On Wed, Oct 01, 2003 at 04:29:16PM -0700, Andrew Morton wrote:
> If you have a loop like:
> 
> 	char *buf;
> 
> 	for (lots) {
> 		read(fd, buf, size);
> 	}
> 
> the optimum value of `size' is small: as little as 8k.  Once `size' gets
> close to half the size of the L1 cache you end up pushing the memory at
> `buf' out of CPU cache all the time.

I've seen this too, not that Andrew needs me to back him up, but in many 
cases even 4k is big enough.  Linux has a very thin system call layer so
it is OK, good even, to use reasonable buffer sizes.
-- 
---
Larry McVoy              lm at bitmover.com          http://www.bitmover.com/lm

^ permalink raw reply	[flat|nested] 13+ messages in thread

* Re: Minutes from 10/1 LSE Call
  2003-10-01 23:38   ` Larry McVoy
@ 2003-10-02  0:23     ` Jeff Garzik
  2003-10-02 18:56       ` insecure
  0 siblings, 1 reply; 13+ messages in thread
From: Jeff Garzik @ 2003-10-02  0:23 UTC (permalink / raw)
  To: Larry McVoy; +Cc: Andrew Morton, Hanna Linder, lse-tech, linux-kernel

Larry McVoy wrote:
> On Wed, Oct 01, 2003 at 04:29:16PM -0700, Andrew Morton wrote:
> 
>>If you have a loop like:
>>
>>	char *buf;
>>
>>	for (lots) {
>>		read(fd, buf, size);
>>	}
>>
>>the optimum value of `size' is small: as little as 8k.  Once `size' gets
>>close to half the size of the L1 cache you end up pushing the memory at
>>`buf' out of CPU cache all the time.
> 
> 
> I've seen this too, not that Andrew needs me to back him up, but in many 
> cases even 4k is big enough.  Linux has a very thin system call layer so
> it is OK, good even, to use reasonable buffer sizes.
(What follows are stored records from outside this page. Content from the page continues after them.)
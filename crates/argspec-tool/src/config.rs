//! Host settings.
//!
//! Loaded from environment variables. The CLI overrides individual fields
//! from its flags after loading.

use std::ffi::OsString;
use std::path::PathBuf;

use strum::{AsRefStr, EnumString, VariantNames};

/// Largest file the built-in tools will read, unless overridden.
pub const DEFAULT_MAX_READ_BYTES: u64 = 1024 * 1024;

/// Log output format.
#[derive(Debug, Clone, Copy, PartialEq, Eq, Default, EnumString, AsRefStr, VariantNames)]
#[strum(serialize_all = "lowercase")]
pub enum LogFormat {
    #[default]
    Text,
    Json,
}

#[derive(Debug, Clone, PartialEq, Eq)]
pub struct Settings {
    /// Project roots opened at startup.
    pub projects: Vec<PathBuf>,
    pub log_format: LogFormat,
    /// Files larger than this are rejected by `read_file` and skipped by
    /// `search_text`.
    pub max_read_bytes: u64,
}

impl Default for Settings {
    fn default() -> Self {
        Self {
            projects: Vec::new(),
            log_format: LogFormat::Text,
            max_read_bytes: DEFAULT_MAX_READ_BYTES,
        }
    }
}

impl Settings {
    /// Load settings from the process environment.
    ///
    /// Variables:
    /// - `ARGSPEC_PROJECTS`: project roots, separated like `PATH` (default: none)
    /// - `ARGSPEC_LOG_FORMAT`: `text` or `json` (default: `text`)
    /// - `ARGSPEC_MAX_READ_BYTES`: positive byte count (default: 1 MiB)
    pub fn from_env() -> Result<Self, ConfigError> {
        Self::from_lookup(|var| std::env::var_os(var))
    }

    /// Load settings through an arbitrary variable lookup.
    pub fn from_lookup(lookup: impl Fn(&str) -> Option<OsString>) -> Result<Self, ConfigError> {
        let mut settings = Self::default();

        if let Some(raw) = lookup("ARGSPEC_PROJECTS") {
            settings.projects = std::env::split_paths(&raw)
                .filter(|p| !p.as_os_str().is_empty())
                .collect();
        }

        if let Some(raw) = lookup("ARGSPEC_LOG_FORMAT") {
            let raw = utf8("ARGSPEC_LOG_FORMAT", raw)?;
            settings.log_format = raw.trim().parse().map_err(|_| ConfigError::Invalid {
                var: "ARGSPEC_LOG_FORMAT",
                value: raw.clone(),
                expected: format!("one of: {}", LogFormat::VARIANTS.join(", ")),
            })?;
        }

        if let Some(raw) = lookup("ARGSPEC_MAX_READ_BYTES") {
            let raw = utf8("ARGSPEC_MAX_READ_BYTES", raw)?;
            settings.max_read_bytes = match raw.trim().parse::<u64>() {
                Ok(n) if n > 0 => n,
                _ => {
                    return Err(ConfigError::Invalid {
                        var: "ARGSPEC_MAX_READ_BYTES",
                        value: raw,
                        expected: "a positive integer".to_string(),
                    })
                }
            };
        }

        Ok(settings)
    }
}

fn utf8(var: &'static str, raw: OsString) -> Result<String, ConfigError> {
    raw.into_string().map_err(|_| ConfigError::NotUnicode(var))
}

/// Configuration errors.
#[derive(Debug, thiserror::Error)]
pub enum ConfigError {
    #[error("{0} is not valid unicode")]
    NotUnicode(&'static str),
    #[error("invalid value {value:?} for {var}: expected {expected}")]
    Invalid {
        var: &'static str,
        value: String,
        expected: String,
    },
}
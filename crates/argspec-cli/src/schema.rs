//! # Tool Listing — `argspec tools` and `argspec schema`.
//!
//! ```bash
//! argspec tools
//! argspec tools --json
//! argspec schema read_file
//! ```

use std::io::Write;

use anyhow::{Context, Result};
use clap::Args;

use argspec_tool::{ToolError, ToolRegistry, ToolSpecification};

/// Arguments of `argspec tools`.
#[derive(Args, Debug)]
pub struct ToolsArgs {
    /// Print the full tool specifications as JSON.
    #[arg(long)]
    pub json: bool,
}

/// Arguments of `argspec schema`.
#[derive(Args, Debug)]
pub struct SchemaArgs {
    /// Tool name, as listed by `argspec tools`.
    pub tool: String,
}

pub fn run_tools(args: &ToolsArgs, registry: &ToolRegistry, out: &mut impl Write) -> Result<u8> {
    let mut specs: Vec<ToolSpecification> = Vec::new();
    registry.register_all_with(&mut specs);

    if args.json {
        writeln!(out, "{}", serde_json::to_string_pretty(&specs)?)?;
        return Ok(0);
    }
    let width = specs.iter().map(|s| s.name.len()).max().unwrap_or(0);
    for spec in &specs {
        writeln!(out, "  {:<width$}  {}", spec.name, spec.description)?;
    }
    Ok(0)
}

pub fn run_schema(args: &SchemaArgs, registry: &ToolRegistry, out: &mut impl Write) -> Result<u8> {
    let tool = registry
        .get(&args.tool)
        .ok_or_else(|| ToolError::UnknownTool(args.tool.clone()))?;
    let schema = serde_json::to_string_pretty(tool.input_schema())
        .with_context(|| format!("failed to render schema of {}", args.tool))?;
    writeln!(out, "{schema}")?;
    Ok(0)
}

#[cfg(test)]
mod tests {
    use super::*;
    use argspec_tool::{OpenProjects, Settings};
    use serde_json::{json, Value};
    use std::sync::Arc;

    fn registry() -> ToolRegistry {
        ToolRegistry::with_defaults(Arc::new(OpenProjects::new()), &Settings::default())
    }

    #[test]
    fn test_tools_lists_names_and_descriptions() {
        let mut out = Vec::new();
        run_tools(&ToolsArgs { json: false }, &registry(), &mut out).unwrap();
        let text = String::from_utf8(out).unwrap();
        let lines: Vec<&str> = text.lines().collect();
        assert_eq!(lines.len(), 3);
        assert!(lines[0].starts_with("  list_projects  List the open projects"));
        assert!(lines[1].starts_with("  read_file      Read the content of a file"));
    }

    #[test]
    fn test_tools_json_is_specifications() {
        let mut out = Vec::new();
        run_tools(&ToolsArgs { json: true }, &registry(), &mut out).unwrap();
        let value: Value = serde_json::from_slice(&out).unwrap();
        assert_eq!(value[0], json!({
            "name": "list_projects",
            "description": "List the open projects with their names and base paths",
            "inputSchema": {"type": "object"},
        }));
        assert_eq!(value[1]["inputSchema"]["required"], json!(["filePath", "projectPath"]));
    }

    #[test]
    fn test_schema_of_one_tool() {
        let mut out = Vec::new();
        let args = SchemaArgs { tool: "read_file".into() };
        run_schema(&args, &registry(), &mut out).unwrap();
        let value: Value = serde_json::from_slice(&out).unwrap();
        assert_eq!(value["properties"]["startLine"]["type"], "integer");
        assert_eq!(
            value["properties"]["startLine"]["description"],
            "Start line number (1-based, inclusive). If not specified, reads from the beginning. (min: 1)"
        );
    }

    #[test]
    fn test_schema_of_unknown_tool() {
        let args = SchemaArgs { tool: "nope".into() };
        let err = run_schema(&args, &registry(), &mut Vec::new()).unwrap_err();
        assert_eq!(err.to_string(), "unknown tool: nope");
    }
}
Slight tangent, FWIW...   Back when I was working on my "race-free 
userland" project, I noticed that the fastest cp(1) implementation was 
GNU's:  read/write from a single, statically allocated, page-aligned 4K 
buffer.  I experimented with various buffer sizes, mmap-based copies, 
and even with sendfile(2) where both arguments were files. 
read(2)/write(2) of a single 4K buffer was always the fastest.

	Jeff




^ permalink raw reply	[flat|nested] 13+ messages in thread

* Re: Minutes from 10/1 LSE Call
  2003-10-02  0:23     ` Jeff Garzik
@ 2003-10-02 18:56       ` insecure
  2003-10-02 19:10         ` Jeff Garzik
  0 siblings, 1 reply; 13+ messages in thread
From: insecure @ 2003-10-02 18:56 UTC (permalink / raw)
  To: Jeff Garzik, Larry McVoy
  Cc: Andrew Morton, Hanna Linder, lse-tech, linux-kernel

On Thursday 02 October 2003 03:23, Jeff Garzik wrote:
> Larry McVoy wrote:
> > On Wed, Oct 01, 2003 at 04:29:16PM -0700, Andrew Morton wrote:
> >>If you have a loop like:
> >>
> >>	char *buf;
> >>
> >>	for (lots) {
> >>		read(fd, buf, size);
> >>	}
> >>
> >>the optimum value of `size' is small: as little as 8k.  Once `size' gets
> >>close to half the size of the L1 cache you end up pushing the memory at
> >>`buf' out of CPU cache all the time.
> >
> > I've seen this too, not that Andrew needs me to back him up, but in many
> > cases even 4k is big enough.  Linux has a very thin system call layer so
> > it is OK, good even, to use reasonable buffer sizes.
>
> Slight tangent, FWIW...   Back when I was working on my "race-free
> userland" project, I noticed that the fastest cp(1) implementation was
> GNU's:  read/write from a single, statically allocated, page-aligned 4K
> buffer.  I experimented with various buffer sizes, mmap-based copies,
> and even with sendfile(2) where both arguments were files.
> read(2)/write(2) of a single 4K buffer was always the fastest.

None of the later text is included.